Task description - Every line of the listing is to be returned exactly as given.

Provided records section start

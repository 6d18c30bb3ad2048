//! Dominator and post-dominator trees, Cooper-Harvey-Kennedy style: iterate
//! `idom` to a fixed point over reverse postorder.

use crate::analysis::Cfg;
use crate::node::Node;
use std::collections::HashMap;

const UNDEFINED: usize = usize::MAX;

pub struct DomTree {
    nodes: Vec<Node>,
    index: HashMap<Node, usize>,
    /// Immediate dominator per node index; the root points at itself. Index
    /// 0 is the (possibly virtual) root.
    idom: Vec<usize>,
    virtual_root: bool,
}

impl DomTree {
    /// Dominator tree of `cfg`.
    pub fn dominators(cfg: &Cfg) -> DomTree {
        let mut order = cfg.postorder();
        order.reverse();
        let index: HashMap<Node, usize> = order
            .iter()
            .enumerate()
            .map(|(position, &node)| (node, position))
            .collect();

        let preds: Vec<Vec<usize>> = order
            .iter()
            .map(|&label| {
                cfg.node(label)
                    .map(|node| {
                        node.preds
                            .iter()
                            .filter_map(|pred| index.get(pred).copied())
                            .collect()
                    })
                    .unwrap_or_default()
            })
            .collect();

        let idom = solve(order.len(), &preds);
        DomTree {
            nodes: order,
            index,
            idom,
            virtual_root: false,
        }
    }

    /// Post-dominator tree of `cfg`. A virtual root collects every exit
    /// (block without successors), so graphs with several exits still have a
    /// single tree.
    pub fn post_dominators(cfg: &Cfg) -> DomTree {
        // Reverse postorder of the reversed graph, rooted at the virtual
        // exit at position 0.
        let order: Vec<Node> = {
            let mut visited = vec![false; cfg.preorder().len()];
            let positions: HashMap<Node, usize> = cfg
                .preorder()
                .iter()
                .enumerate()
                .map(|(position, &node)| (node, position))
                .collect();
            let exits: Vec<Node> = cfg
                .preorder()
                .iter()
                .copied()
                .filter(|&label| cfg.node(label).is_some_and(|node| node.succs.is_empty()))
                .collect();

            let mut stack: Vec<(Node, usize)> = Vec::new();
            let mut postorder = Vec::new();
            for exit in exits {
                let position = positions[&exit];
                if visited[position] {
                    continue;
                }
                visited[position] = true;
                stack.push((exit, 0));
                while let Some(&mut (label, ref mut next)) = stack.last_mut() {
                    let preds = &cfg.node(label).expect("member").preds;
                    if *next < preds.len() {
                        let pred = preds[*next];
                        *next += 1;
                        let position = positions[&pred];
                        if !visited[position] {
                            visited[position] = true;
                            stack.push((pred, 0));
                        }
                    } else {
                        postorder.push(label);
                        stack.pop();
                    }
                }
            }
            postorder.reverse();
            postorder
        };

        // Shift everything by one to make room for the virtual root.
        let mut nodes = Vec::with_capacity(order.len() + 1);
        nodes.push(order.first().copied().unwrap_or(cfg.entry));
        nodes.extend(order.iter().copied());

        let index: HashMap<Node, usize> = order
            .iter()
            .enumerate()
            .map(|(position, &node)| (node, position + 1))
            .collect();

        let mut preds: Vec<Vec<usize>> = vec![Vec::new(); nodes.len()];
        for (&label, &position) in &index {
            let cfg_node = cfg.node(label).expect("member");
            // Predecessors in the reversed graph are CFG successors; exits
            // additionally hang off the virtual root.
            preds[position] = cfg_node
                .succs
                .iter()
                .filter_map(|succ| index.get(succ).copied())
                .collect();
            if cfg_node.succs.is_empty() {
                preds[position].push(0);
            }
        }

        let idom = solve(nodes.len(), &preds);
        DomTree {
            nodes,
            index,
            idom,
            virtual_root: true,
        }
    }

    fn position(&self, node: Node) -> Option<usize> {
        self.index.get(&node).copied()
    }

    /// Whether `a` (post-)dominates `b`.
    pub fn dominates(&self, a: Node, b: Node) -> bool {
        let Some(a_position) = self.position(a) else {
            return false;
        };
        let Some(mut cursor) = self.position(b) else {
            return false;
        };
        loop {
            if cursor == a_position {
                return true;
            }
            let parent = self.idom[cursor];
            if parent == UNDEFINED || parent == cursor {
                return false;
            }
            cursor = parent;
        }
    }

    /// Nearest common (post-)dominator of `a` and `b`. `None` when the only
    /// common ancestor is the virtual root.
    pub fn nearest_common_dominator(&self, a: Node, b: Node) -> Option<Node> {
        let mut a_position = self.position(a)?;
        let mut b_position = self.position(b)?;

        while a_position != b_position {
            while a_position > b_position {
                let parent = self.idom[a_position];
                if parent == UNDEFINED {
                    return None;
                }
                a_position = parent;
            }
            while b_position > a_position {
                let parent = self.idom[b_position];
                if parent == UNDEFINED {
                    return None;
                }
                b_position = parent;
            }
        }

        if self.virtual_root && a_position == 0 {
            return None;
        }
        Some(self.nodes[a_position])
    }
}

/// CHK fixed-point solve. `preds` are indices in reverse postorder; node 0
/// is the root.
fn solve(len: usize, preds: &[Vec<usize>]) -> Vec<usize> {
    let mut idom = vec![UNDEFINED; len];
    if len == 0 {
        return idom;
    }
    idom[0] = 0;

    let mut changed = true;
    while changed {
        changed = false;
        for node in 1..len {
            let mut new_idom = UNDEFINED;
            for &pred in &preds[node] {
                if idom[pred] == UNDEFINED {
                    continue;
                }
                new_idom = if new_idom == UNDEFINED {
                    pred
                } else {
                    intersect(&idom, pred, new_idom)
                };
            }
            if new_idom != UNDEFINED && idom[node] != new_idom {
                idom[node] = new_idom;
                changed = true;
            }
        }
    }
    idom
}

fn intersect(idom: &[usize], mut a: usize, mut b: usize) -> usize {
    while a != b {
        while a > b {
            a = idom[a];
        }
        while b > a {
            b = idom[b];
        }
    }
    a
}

Provided records section end

Reply -
repository 6d18c30bb3ad2048
//! Dominator and post-dominator trees, Cooper-Harvey-Kennedy style: iterate
//! `idom` to a fixed point over reverse postorder.

use crate::analysis::Cfg;
use crate::node::Node;
use std::collections::HashMap;

const UNDEFINED: usize = usize::MAX;

pub struct DomTree {
    nodes: Vec<Node>,
    index: HashMap<Node, usize>,
    /// Immediate dominator per node index; the root points at itself. Index
    /// 0 is the (possibly virtual) root.
    idom: Vec<usize>,
    virtual_root: bool,
}

impl DomTree {
    /// Dominator tree of `cfg`.
    pub fn dominators(cfg: &Cfg) -> DomTree {
        let mut order = cfg.postorder();
        order.reverse();
        let index: HashMap<Node, usize> = order
            .iter()
            .enumerate()
            .map(|(position, &node)| (node, position))
            .collect();

        let preds: Vec<Vec<usize>> = order
            .iter()
            .map(|&label| {
                cfg.node(label)
                    .map(|node| {
                        node.preds
                            .iter()
                            .filter_map(|pred| index.get(pred).copied())
                            .collect()
                    })
                    .unwrap_or_default()
            })
            .collect();

        let idom = solve(order.len(), &preds);
        DomTree {
            nodes: order,
            index,
            idom,
            virtual_root: false,
        }
    }

    /// Post-dominator tree of `cfg`. A virtual root collects every exit
    /// (block without successors), so graphs with several exits still have a
    /// single tree.
    pub fn post_dominators(cfg: &Cfg) -> DomTree {
        // Reverse postorder of the reversed graph, rooted at the virtual
        // exit at position 0.
        let order: Vec<Node> = {
            let mut visited = vec![false; cfg.preorder().len()];
            let positions: HashMap<Node, usize> = cfg
                .preorder()
                .iter()
                .enumerate()
                .map(|(position, &node)| (node, position))
                .collect();
            let exits: Vec<Node> = cfg
                .preorder()
                .iter()
                .copied()
                .filter(|&label| cfg.node(label).is_some_and(|node| node.succs.is_empty()))
                .collect();

            let mut stack: Vec<(Node, usize)> = Vec::new();
            let mut postorder = Vec::new();
            for exit in exits {
                let position = positions[&exit];
                if visited[position] {
                    continue;
                }
                visited[position] = true;
                stack.push((exit, 0));
                while let Some(&mut (label, ref mut next)) = stack.last_mut() {
                    let preds = &cfg.node(label).expect("member").preds;
                    if *next < preds.len() {
                        let pred = preds[*next];
                        *next += 1;
                        let position = positions[&pred];
                        if !visited[position] {
                            visited[position] = true;
                            stack.push((pred, 0));
                        }
                    } else {
                        postorder.push(label);
                        stack.pop();
                    }
                }
            }
            postorder.reverse();
            postorder
        };

        // Shift everything by one to make room for the virtual root.
        let mut nodes = Vec::with_capacity(order.len() + 1);
        nodes.push(order.first().copied().unwrap_or(cfg.entry));
        nodes.extend(order.iter().copied());

        let index: HashMap<Node, usize> = order
            .iter()
            .enumerate()
            .map(|(position, &node)| (node, position + 1))
            .collect();

        let mut preds: Vec<Vec<usize>> = vec![Vec::new(); nodes.len()];
        for (&label, &position) in &index {
            let cfg_node = cfg.node(label).expect("member");
            // Predecessors in the reversed graph are CFG successors; exits
            // additionally hang off the virtual root.
            preds[position] = cfg_node
                .succs
                .iter()
                .filter_map(|succ| index.get(succ).copied())
                .collect();
            if cfg_node.succs.is_empty() {
                preds[position].push(0);
            }
        }

        let idom = solve(nodes.len(), &preds);
        DomTree {
            nodes,
            index,
            idom,
            virtual_root: true,
        }
    }

    fn position(&self, node: Node) -> Option<usize> {
        self.index.get(&node).copied()
    }

    /// Whether `a` (post-)dominates `b`.
    pub fn dominates(&self, a: Node, b: Node) -> bool {
        let Some(a_position) = self.position(a) else {
            return false;
        };
        let Some(mut cursor) = self.position(b) else {
            return false;
        };
        loop {
            if cursor == a_position {
                return true;
            }
            let parent = self.idom[cursor];
            if parent == UNDEFINED || parent == cursor {
                return false;
            }
            cursor = parent;
        }
    }

    /// Nearest common (post-)dominator of `a` and `b`. `None` when the only
    /// common ancestor is the virtual root.
    pub fn nearest_common_dominator(&self, a: Node, b: Node) -> Option<Node> {
        let mut a_position = self.position(a)?;
        let mut b_position = self.position(b)?;

        while a_position != b_position {
            while a_position > b_position {
                let parent = self.idom[a_position];
                if parent == UNDEFINED {
                    return None;
                }
                a_position = parent;
            }
            while b_position > a_position {
                let parent = self.idom[b_position];
                if parent == UNDEFINED {
                    return None;
                }
                b_position = parent;
            }
        }

        if self.virtual_root && a_position == 0 {
            return None;
        }
        Some(self.nodes[a_position])
    }
}

/// CHK fixed-point solve. `preds` are indices in reverse postorder; node 0
/// is the root.
fn solve(len: usize, preds: &[Vec<usize>]) -> Vec<usize> {
    let mut idom = vec![UNDEFINED; len];
    if len == 0 {
        return idom;
    }
    idom[0] = 0;

    let mut changed = true;
    while changed {
        changed = false;
        for node in 1..len {
            let mut new_idom = UNDEFINED;
            for &pred in &preds[node] {
                if idom[pred] == UNDEFINED {
                    continue;
                }
                new_idom = if new_idom == UNDEFINED {
                    pred
                } else {
                    intersect(&idom, pred, new_idom)
                };
            }
            if new_idom != UNDEFINED && idom[node] != new_idom {
                idom[node] = new_idom;
                changed = true;
            }
        }
    }
    idom
}

fn intersect(idom: &[usize], mut a: usize, mut b: usize) -> usize {
    while a != b {
        while a > b {
            a = idom[a];
        }
        while b > a {
            b = idom[b];
        }
    }
    a
}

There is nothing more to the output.